The Personal Blog of Stephen Sekula

The week in evolution

As I mentioned a few hours ago, this week has seen one great result in the understanding of nature using evolution. The Wall Street Journal also reports on a second discovery: the resurrection, by studying dozens of genes from a variety of species, of an ancient hormone receptor that last existed 450 million years ago [WSJInTheory]. The work, published in “Science”, suggests from the gene lineage that when this chemical first appeared it was co-opted by the existing chemical aldosterone.

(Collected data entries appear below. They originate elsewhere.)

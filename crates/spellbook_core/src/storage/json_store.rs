use crate::error::AppError;
use crate::model::Task;
use serde::{Deserialize, Serialize};
use std::path::{Path, PathBuf};

pub const SCHEMA_VERSION: u32 = 1;
const STORE_FILE_NAME: &str = "spells.json";

#[derive(Debug, Serialize, Deserialize)]
struct StoredTasks {
    schema_version: u32,
    tasks: Vec<Task>,
}

/// Result of a lenient load: on read or parse failure the store is treated
/// as empty and the failure is handed back for the caller to report.
#[derive(Debug, Clone)]
pub struct StoreLoad {
    pub tasks: Vec<Task>,
    pub error: Option<AppError>,
}

pub fn store_path() -> Result<PathBuf, AppError> {
    if let Ok(path) = std::env::var("SPELLBOOK_STORE_PATH")
        && !path.trim().is_empty()
    {
        return Ok(PathBuf::from(path));
    }

    if cfg!(windows) {
        let appdata =
            std::env::var("APPDATA").map_err(|_| AppError::invalid_data("APPDATA is not set"))?;
        Ok(PathBuf::from(appdata)
            .join("spellbook")
            .join(STORE_FILE_NAME))
    } else {
        let home = std::env::var("HOME").map_err(|_| AppError::invalid_data("HOME is not set"))?;
        Ok(PathBuf::from(home)
            .join(".config")
            .join("spellbook")
            .join(STORE_FILE_NAME))
    }
}

/// Strict load: a missing file is an empty store, but any read, parse, or
/// validation failure fails the whole load. Mutating operations use this so
/// a corrupt store is never silently overwritten.
pub fn load_tasks(path: &Path) -> Result<Vec<Task>, AppError> {
    if !path.exists() {
        return Ok(Vec::new());
    }

    let content = std::fs::read_to_string(path).map_err(|err| AppError::io(err.to_string()))?;
    let stored: StoredTasks =
        serde_json::from_str(&content).map_err(|err| AppError::invalid_data(err.to_string()))?;

    if !(1..=SCHEMA_VERSION).contains(&stored.schema_version) {
        return Err(AppError::invalid_data("schema_version mismatch"));
    }

    for (index, task) in stored.tasks.iter().enumerate() {
        if task.text.trim().is_empty() {
            return Err(AppError::invalid_data("stored task has empty text"));
        }
        let duplicate = stored.tasks[..index].iter().any(|other| other.id == task.id);
        if duplicate {
            return Err(AppError::invalid_data("duplicate task id in store"));
        }
    }

    Ok(stored.tasks)
}

/// Lenient load for read-only views: failures degrade to an empty store
/// instead of aborting, with the error captured for diagnostics.
pub fn load_tasks_with_fallback(path: &Path) -> StoreLoad {
    match load_tasks(path) {
        Ok(tasks) => StoreLoad { tasks, error: None },
        Err(err) => StoreLoad {
            tasks: Vec::new(),
            error: Some(err),
        },
    }
}

/// Full overwrite of the store slot; there is no incremental persistence.
pub fn save_tasks(path: &Path, tasks: &[Task]) -> Result<(), AppError> {
    if let Some(parent) = path.parent() {
        std::fs::create_dir_all(parent).map_err(|err| AppError::io(err.to_string()))?;
    }

    let stored = StoredTasks {
        schema_version: SCHEMA_VERSION,
        tasks: tasks.to_vec(),
    };
    let content = serde_json::to_string_pretty(&stored)
        .map_err(|err| AppError::invalid_data(err.to_string()))?;
    std::fs::write(path, content).map_err(|err| AppError::io(err.to_string()))?;

    #[cfg(unix)]
    {
        use std::os::unix::fs::PermissionsExt;
        let permissions = std::fs::Permissions::from_mode(0o600);
        std::fs::set_permissions(path, permissions).map_err(|err| AppError::io(err.to_string()))?;
    }

    Ok(())
}

#[cfg(test)]
mod tests {
    use super::{SCHEMA_VERSION, load_tasks, load_tasks_with_fallback, save_tasks};
    use crate::model::Task;
    use std::fs;
    use std::path::PathBuf;
    use std::time::{SystemTime, UNIX_EPOCH};

    fn temp_path(file_name: &str) -> PathBuf {
        let nanos = SystemTime::now()
            .duration_since(UNIX_EPOCH)
            .unwrap()
            .as_nanos();
        std::env::temp_dir().join(format!("spellbook-{nanos}-{file_name}"))
    }

    fn sample_task(id: u64, text: &str) -> Task {
        Task {
            id,
            text: text.to_string(),
            completed: false,
            created_at: "2026-08-01T00:00:00Z".to_string(),
        }
    }

    #[test]
    fn save_and_load_round_trip() {
        let path = temp_path("round-trip.json");
        let tasks = vec![
            sample_task(1, "Lumos"),
            Task {
                id: 2,
                text: "Expelliarmus".to_string(),
                completed: true,
                created_at: "2026-08-02T09:30:00Z".to_string(),
            },
        ];

        save_tasks(&path, &tasks).unwrap();
        let loaded = load_tasks(&path).unwrap();
        fs::remove_file(&path).ok();

        assert_eq!(loaded, tasks);
    }

    #[test]
    fn load_missing_file_returns_empty() {
        let path = temp_path("missing.json");
        let loaded = load_tasks(&path).unwrap();
        assert!(loaded.is_empty());
    }

    #[test]
    fn load_rejects_malformed_json() {
        let path = temp_path("malformed.json");
        fs::write(&path, "{ not json ").unwrap();

        let err = load_tasks(&path).unwrap_err();
        fs::remove_file(&path).ok();

        assert_eq!(err.code(), "invalid_data");
    }

    #[test]
    fn load_rejects_unknown_schema_version() {
        let path = temp_path("bad-schema.json");
        let bad = format!(
            "{{\n  \"schema_version\": {},\n  \"tasks\": []\n}}",
            SCHEMA_VERSION + 1
        );
        fs::write(&path, bad).unwrap();

        let err = load_tasks(&path).unwrap_err();
        fs::remove_file(&path).ok();

        assert_eq!(err.code(), "invalid_data");
    }

    #[test]
    fn load_rejects_duplicate_ids() {
        let path = temp_path("dup-ids.json");
        let content = "{\n  \"schema_version\": 1,\n  \"tasks\": [\n    {\"id\": 1, \"text\": \"Lumos\", \"completed\": false, \"created_at\": \"2026-08-01T00:00:00Z\"},\n    {\"id\": 1, \"text\": \"Nox\", \"completed\": false, \"created_at\": \"2026-08-01T00:00:01Z\"}\n  ]\n}";
        fs::write(&path, content).unwrap();

        let err = load_tasks(&path).unwrap_err();
        fs::remove_file(&path).ok();

        assert_eq!(err.code(), "invalid_data");
    }

    #[test]
    fn load_rejects_blank_task_text() {
        let path = temp_path("blank-text.json");
        let content = "{\n  \"schema_version\": 1,\n  \"tasks\": [\n    {\"id\": 1, \"text\": \"   \", \"completed\": false, \"created_at\": \"2026-08-01T00:00:00Z\"}\n  ]\n}";
        fs::write(&path, content).unwrap();

        let err = load_tasks(&path).unwrap_err();
        fs::remove_file(&path).ok();

        assert_eq!(err.code(), "invalid_data");
    }

    #[test]
    fn load_accepts_record_without_completed_field() {
        let path = temp_path("no-completed.json");
        let content = "{\n  \"schema_version\": 1,\n  \"tasks\": [\n    {\"id\": 1, \"text\": \"Lumos\", \"created_at\": \"2026-08-01T00:00:00Z\"}\n  ]\n}";
        fs::write(&path, content).unwrap();

        let loaded = load_tasks(&path).unwrap();
        fs::remove_file(&path).ok();

        assert_eq!(loaded.len(), 1);
        assert!(!loaded[0].completed);
    }

    #[test]
    fn fallback_load_degrades_to_empty_store() {
        let path = temp_path("fallback.json");
        fs::write(&path, "not even close to json").unwrap();

        let load = load_tasks_with_fallback(&path);
        fs::remove_file(&path).ok();

        assert!(load.tasks.is_empty());
        assert_eq!(load.error.map(|err| err.code()), Some("invalid_data"));
    }

    #[test]
    fn fallback_load_of_missing_file_has_no_error() {
        let path = temp_path("fallback-missing.json");
        let load = load_tasks_with_fallback(&path);

        assert!(load.tasks.is_empty());
        assert!(load.error.is_none());
    }
}
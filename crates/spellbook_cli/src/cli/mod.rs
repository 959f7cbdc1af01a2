use clap::{Parser, Subcommand, ValueEnum};
use spellbook_core::query::SortMode;

#[derive(Parser, Debug)]
#[command(author, version, about, long_about = None)]
pub struct Cli {
    #[command(subcommand)]
    pub command: Command,

    /// Output JSON
    #[arg(long, global = true)]
    pub json: bool,
}

#[derive(Subcommand, Debug)]
pub enum Command {
    /// Add a new task
    ///
    /// Example: spellbook add "Practice Lumos"
    Add {
        text: Option<String>,
    },
    /// Toggle a task between pending and completed
    ///
    /// Example: spellbook toggle 3
    Toggle {
        id: u64,
    },
    /// Delete a task
    ///
    /// Example: spellbook delete 3
    Delete {
        id: u64,
    },
    /// Mark every task as completed
    ///
    /// Example: spellbook mark-all
    MarkAll,
    /// Remove every completed task
    ///
    /// Example: spellbook remove-completed
    RemoveCompleted,
    /// Remove every task (asks for confirmation unless --yes is given)
    ///
    /// Example: spellbook clear --yes
    Clear {
        #[arg(long)]
        yes: bool,
    },
    /// List tasks with optional search and sort
    ///
    /// Example: spellbook list
    /// Example: spellbook list --sort status --search lum
    List {
        #[arg(long, value_enum)]
        sort: Option<SortArg>,
        #[arg(long)]
        search: Option<String>,
    },
    /// Show the task counts
    ///
    /// Example: spellbook stats
    Stats,
    /// Import sample tasks from the demo API
    ///
    /// Example: spellbook import
    /// Example: spellbook import --url http://localhost:8080/todos
    Import {
        #[arg(long)]
        url: Option<String>,
    },
}

#[derive(Debug, Clone, Copy, PartialEq, Eq, ValueEnum)]
pub enum SortArg {
    Date,
    Status,
}

impl From<SortArg> for SortMode {
    fn from(arg: SortArg) -> Self {
        match arg {
            SortArg::Date => SortMode::Date,
            SortArg::Status => SortMode::Status,
        }
    }
}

Further demonstrating that ID proponents live in a subjective world where good news is bad, and bad news is good, they proclaim that the very fact that anybody is studying the “complex” receptor/hormone system suggests that scientists take “irreducible complexity” seriously, thus lending creedence to their position. Perhaps instead of using Orwellian double-speak to declare victory when they’ve clearly suffered a scientific blow (the recptor/hormone system was an accident that worked, which is why it stuck around, as opposed to requiring God to make it happen), they should have published refutable papers that demonstrated how this system was irreducibly complex.

Oh, wait, they have an answer for that, too. Steven Meyer was paraphrased as saying that “. . . the hormone-receptor system is not really irreducibly complex.” Ah, good one Steven. You really showed those scientists with that pseudo-scientific sleight-of-hand. Clever. Remember that one when they find out the bacteria flagellum is also an accident that worked really, really well.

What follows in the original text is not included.